İlerleyen yıllarda “iş” kavramının genel eğitim programlarına girmesi için büyük çaba harcayan eğitimcilerden birisinin de İsmail Hakkı Tonguç olduğu görülmektedir. Doğan, Tonguç’un eğitim sistemimize olan katkısını şu cümleler ile anlatmaktadır;
Tonguç iş eğitimini genel eğitimin ayrılmaz bir parçası olarak görmüştür. Tonguç' a göre eğitim soyut ve genel nitelikte olmamalıdır. Gençleri faaliyete yönlendirerek eğitmek iş kavramı (iş okulu) denen eğitim hareketinin başlangıcıdır. Bu girişimin temelinde iş yaparak bir şeyler öğrenme yöntemi bulunmaktadır. Bu ilkenin en önemli özelliği, her öğrenciyi faaliyete yönlendirmiş olmasıdır. Buna göre "iş" kavramı pedagojik bir anlam kazanmıştır. Tonguç iş eğitimini kültürün bir parçası olarak görmüştür. Ona göre kültürü yükseltmek demek bilimin, tekniğin ve zanaatın yükselmesi ve başarısı demektir (Doğan, 1983, s.8).
Atatürk ve Tonguç’un vurguladığı uygulamalı eğitimin ilerleyen dönemde köy enstitüleri ile hayata geçirildiği görülmektedir. Bu geçiş döneminde yapılan çalışmaları Yazıcıoğlu şu cümleler ile ifade etmektedir
1940' larda köy enstitülerinde geniş olarak uygulama olanağı bulan çevre ihtiyaçlarına dönük geniş tabanlı kuram ve uygulamayı bütünleştiren gerçek üretim koşulları içinde çalışmayı esas alan bir yaklaşım izlenmiştir. 1949 yılından sonra ortaokul seviyesinde yapılan iş eğitimi uygulamalarının büyük oranda mesleki eğitimden esinlendiği görülmektedir. Meslek okullarında yapılan birçok çalışmanın aynen iş eğitimi derslerinde de uygulandığı izlenmektedir. Bu dönemden başlayarak iş eğitimi uygulamalarının gerçek üretim koşulları içerisinde yapılmayıp sınıf içerisinde yapıldığı görülmektedir. Özellikle üretim meslekleri ile sanatsal ilkeler bütünleştirilerek öğrencilerin yaratıcıkları ve tasarım güçleri geliştirilmeye çalışılmıştır (Yazıcıoğlu vd., 2000, s.8).

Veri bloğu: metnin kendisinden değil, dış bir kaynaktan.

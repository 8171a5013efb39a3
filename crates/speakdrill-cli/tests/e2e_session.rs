//! End-to-end session tests across the judge, store and scheduler.
//!
//! A mock judge grades answers and a JSON-lines file keeps the history, so
//! these runs exercise the same path as `speakdrill practice`.

use std::sync::Arc;

use speakdrill_core::model::{ActionKind, Question, SelfRating, Skill};
use speakdrill_core::parser::default_bank;
use speakdrill_core::scheduler::PriorityTier;
use speakdrill_core::session::{Session, SessionConfig, SessionState};
use speakdrill_core::traits::{AudioClip, HistoryStore};
use speakdrill_judges::mock::MockJudge;
use speakdrill_store::JsonlHistoryStore;

fn question(word: &str, translation: &str) -> Question {
    Question {
        word: word.into(),
        translation: Some(translation.into()),
        definition: Some(format!("the meaning of {word}")),
        sentence: format!("I said {word}."),
        sentence_translation: None,
    }
}

fn bank() -> Vec<Question> {
    vec![
        question("Schedule", "予定"),
        question("Atmosphere", "雰囲気"),
        question("Journey", "旅"),
        question("Trip", "旅行"),
    ]
}

fn config() -> SessionConfig {
    SessionConfig {
        model: "mock-model".into(),
        retry_delay: std::time::Duration::from_millis(1),
        ..Default::default()
    }
}

#[tokio::test]
async fn e2e_answers_persist_and_reorder() {
    let dir = tempfile::tempdir().unwrap();
    let path = dir.path().join("history.jsonl");
    let store = Arc::new(JsonlHistoryStore::new(&path));

    let judge = Arc::new(MockJudge::scripted([
        r#"{"transcription": "I said it", "score": 91, "advice": "Great"}"#,
        r#"{"transcription": "旅", "is_correct": false, "comment": "惜しい"}"#,
    ]));

    let mut session = Session::start("Kai", bank(), judge.clone(), store.clone(), config()).await;
    assert!(session.queue().iter().all(|s| s.tier == PriorityTier::Unseen));

    let first = session.current().unwrap().word.clone();
    let verdict = session
        .submit(Skill::Pronunciation, AudioClip::wav(vec![1, 2, 3]))
        .await
        .unwrap();
    assert!(verdict.passed());
    // A pass pushes the word behind every unseen word.
    assert_eq!(session.queue().last().unwrap().question.word, first);

    let second = session.current().unwrap().word.clone();
    let verdict = session
        .submit(Skill::JapaneseMeaning, AudioClip::wav(vec![]))
        .await
        .unwrap();
    assert!(!verdict.passed());
    assert_eq!(judge.call_count(), 2);

    // Failed just now: due immediately, lateness ~0, still behind unseen words.
    let tiers: Vec<PriorityTier> = session.queue().iter().map(|s| s.tier).collect();
    assert_eq!(
        tiers,
        vec![
            PriorityTier::Unseen,
            PriorityTier::Unseen,
            PriorityTier::Review,
            PriorityTier::Review
        ]
    );
    assert_eq!(session.queue()[2].question.word, second);

    let stats = session.finish().await;
    assert_eq!(stats.written, 2);

    let stored = store.query("Kai").await.unwrap();
    assert_eq!(stored.len(), 2);
    assert_eq!(stored[0].action, ActionKind::Pronunciation);
    assert_eq!(stored[0].detail, "Transcription: I said it");
    assert_eq!(stored[1].action, ActionKind::JapaneseMeaning);
    assert!(!stored[1].passed);
}

#[tokio::test]
async fn e2e_history_survives_restart_of_the_program() {
    let dir = tempfile::tempdir().unwrap();
    let path = dir.path().join("history.jsonl");

    {
        let store = Arc::new(JsonlHistoryStore::new(&path));
        let mut session = Session::start(
            "Kai",
            bank(),
            Arc::new(MockJudge::with_fixed_response("{}")),
            store,
            config(),
        )
        .await;
        for _ in 0..4 {
            session.rate(SelfRating::Easy).await.unwrap();
        }
        session.finish().await;
    }

    let store = Arc::new(JsonlHistoryStore::new(&path));
    let session = Session::start(
        "Kai",
        bank(),
        Arc::new(MockJudge::with_fixed_response("{}")),
        store,
        config(),
    )
    .await;
    assert_eq!(session.history().len(), 4);
    // Every word was rated Easy once, so nothing is unseen any more.
    assert!(session.queue().iter().all(|s| s.tier == PriorityTier::Review));
    assert!(session.queue().iter().all(|s| s.mastery.streak == 1));
}

#[tokio::test]
async fn e2e_chained_recommendation() {
    let dir = tempfile::tempdir().unwrap();
    let store = Arc::new(JsonlHistoryStore::new(dir.path().join("h.jsonl")));
    let judge = Arc::new(MockJudge::with_fixed_response("{}").with_related_words(&["voyage", "trip"]));
    let config = SessionConfig {
        chain_related_words: true,
        ..config()
    };

    let mut session = Session::start("Kai", bank(), judge, store, config).await;
    while session.current().unwrap().word == "Trip" {
        session.restart();
    }
    let outcome = session.rate(SelfRating::Easy).await.unwrap();
    assert_eq!(outcome.recommended.as_deref(), Some("Trip"));
    assert_eq!(session.queue()[0].tier, PriorityTier::Recommended);

    // The recommendation lasts for one re-sort only.
    session.rate(SelfRating::Hard).await.unwrap();
    assert!(session
        .queue()
        .iter()
        .all(|s| s.tier != PriorityTier::Recommended));
}

#[tokio::test]
async fn e2e_empty_bank_walks_to_completion() {
    let dir = tempfile::tempdir().unwrap();
    let store = Arc::new(JsonlHistoryStore::new(dir.path().join("h.jsonl")));
    let mut session = Session::start(
        "Guest",
        vec![],
        Arc::new(MockJudge::with_fixed_response("{}")),
        store,
        config(),
    )
    .await;

    assert_eq!(session.len(), default_bank().len());
    for _ in 0..session.len() {
        session.skip().unwrap();
    }
    assert_eq!(session.state(), SessionState::Completed);
    assert!(session.current().is_none());
    assert_eq!(session.finish().await.written, 0);
}
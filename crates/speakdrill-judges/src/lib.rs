//! speakdrill-judges — AI judge integrations.
//!
//! Implements the `Judge` trait for Gemini and OpenAI audio models, plus a
//! mock judge, so a practice session can grade spoken answers.

pub mod config;
pub mod gemini;
mod http;
pub mod mock;
pub mod openai;

pub use config::{
    create_judge, judge_from_config, load_config, load_config_from, JudgeConfig, SpeakdrillConfig,
};
pub use speakdrill_core::error::JudgeError;
//! Judge error types.
//!
//! These error types represent failures when asking an external judge to
//! evaluate a recording. Defined in `speakdrill-core` so the session loop
//! can downcast and classify errors for retry decisions without string
//! matching.

use thiserror::Error;

/// Errors that can occur when interacting with a judge backend.
#[derive(Debug, Error)]
pub enum JudgeError {
    /// The API returned a 429 rate limit response.
    #[error("rate limited, retry after {retry_after_ms}ms")]
    RateLimited { retry_after_ms: u64 },

    /// Authentication failed (invalid API key).
    #[error("authentication failed: {0}")]
    AuthenticationFailed(String),

    /// The requested model was not found.
    #[error("model not found: {0}")]
    ModelNotFound(String),

    /// The API returned an error response.
    #[error("API error (HTTP {status}): {message}")]
    ApiError { status: u16, message: String },

    /// The request timed out.
    #[error("request timed out after {0}s")]
    Timeout(u64),

    /// A network error occurred.
    #[error("network error: {0}")]
    NetworkError(String),

    /// The judge answered, but not with a verdict we can read.
    #[error("malformed verdict: {0}")]
    MalformedVerdict(String),
}

impl JudgeError {
    /// Returns `true` if this error is permanent and should not be retried.
    pub fn is_permanent(&self) -> bool {
        matches!(
            self,
            JudgeError::AuthenticationFailed(_)
                | JudgeError::ModelNotFound(_)
                | JudgeError::MalformedVerdict(_)
                | JudgeError::ApiError {
                    status: 400..=499,
                    ..
                }
        )
    }

    /// Returns the retry-after delay in milliseconds, if applicable.
    pub fn retry_after_ms(&self) -> Option<u64> {
        match self {
            JudgeError::RateLimited { retry_after_ms } => Some(*retry_after_ms),
            _ => None,
        }
    }
}

#[cfg(test)]
mod tests {
    use super::*;

    #[test]
    fn permanent_errors() {
        assert!(JudgeError::AuthenticationFailed("bad key".into()).is_permanent());
        assert!(JudgeError::ModelNotFound("nope".into()).is_permanent());
        assert!(JudgeError::MalformedVerdict("not json".into()).is_permanent());
        assert!(!JudgeError::Timeout(30).is_permanent());
        assert!(!JudgeError::RateLimited { retry_after_ms: 10 }.is_permanent());
    }

    #[test]
    fn client_errors_are_permanent_server_errors_are_not() {
        let api = |status| JudgeError::ApiError {
            status,
            message: String::new(),
        };
        assert!(api(400).is_permanent());
        assert!(api(422).is_permanent());
        assert!(!api(500).is_permanent());
        assert!(!api(503).is_permanent());
    }

    #[test]
    fn retry_after_only_for_rate_limits() {
        assert_eq!(
            JudgeError::RateLimited {
                retry_after_ms: 5000
            }
            .retry_after_ms(),
            Some(5000)
        );
        assert_eq!(JudgeError::NetworkError("reset".into()).retry_after_ms(), None);
    }
}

Görüldüğü gibi Cumhuriyetin ilk yıllarından bu tarihe kadarki iş eğitimi programlarında öğrencilerin çevrelerinde karşılaşabilecekleri problem alanlarına yönelik, onları hayata hazırlayan ve el becerilerinin kazandırılmasını amaç edinen bir eğitimin anlayışının benimsendiği söylenebilir.
Doğan (1983)’e göre, 1949 yılında yeniden yapılandırılmaya başlanan ortaokul programlarında, "iş"in eğitimdeki eğitsel değeri takdir edilerek programlara haftada 4 saat olmak üzere "iş bilgisi dersi" konuşmuştur. İş bilgisi dersi tarım, ticaret, el işleri, ev işleri gibi konuları içermektedir. Bu program 1970 yılına kadar yürürlükte kalmıştır (s.12). İş kavramını okullara yerleştirebilmek için 1953 yılında yapılan diğer bir girişim de "Muhtelif Gayeli Ortaokul" programları olduğu görülmektedir. Bu okullarda çok amaçlı programlar uygulanmıştır. Birinci sınıf bütün programlar için ortak olacak şekilde planlanmış ikinci ve üçüncü sınıflarda okutulan derslerin nitelikleri genel kol, teknik kol ve ev kadınlığı koluna bağlı olarak değişmektedir (s.13).
9
İlerleyen dönemde ise iş eğitimine yönelik çalışmaların eğitim şûraları temelinde yönlendirildiği gözlenmektedir. Bu bağlamda Doğan ve Külahcı 8 ve 9. Milli Eğitim Şurası'nda alınan kararları şu cümleler ile ifade etmektedir;
8. Milli Eğitim Şurası' nda (1970) ortaokul programları yeniden düzenlenmiş ve dersler zorunlu ve seçmeli olarak iki grup halinde planlanmıştır. Resim dersi, iş eğitimini de içerecek şekilde resim iş dersi (haftada 2 saat) haline getirilmiş ticaret işleri, tarım işleri, teknoloji kızlar için ise ev işleri seçmeli derslerin grubunu oluşturmuştur
9. Milli Eğitim Şurası' nda (1974) iş bilgisi derslerinin kapsamı genişletilmiş, seçmeli derslerin sayısı artırılmış ve resim iş dersi sanat ve iş eğitimi dersi olarak değiştirilmiştir. Öğrencilere ilgilerine ve çevre ihtiyaçlarına göre 4-8 ders saati olarak belirlenen derslerden, birini veya birkaçını seçme olanağı verilmiştir (Doğan & Külahcı’dan aktaran Yazıoğlu vd., 2000, s.7).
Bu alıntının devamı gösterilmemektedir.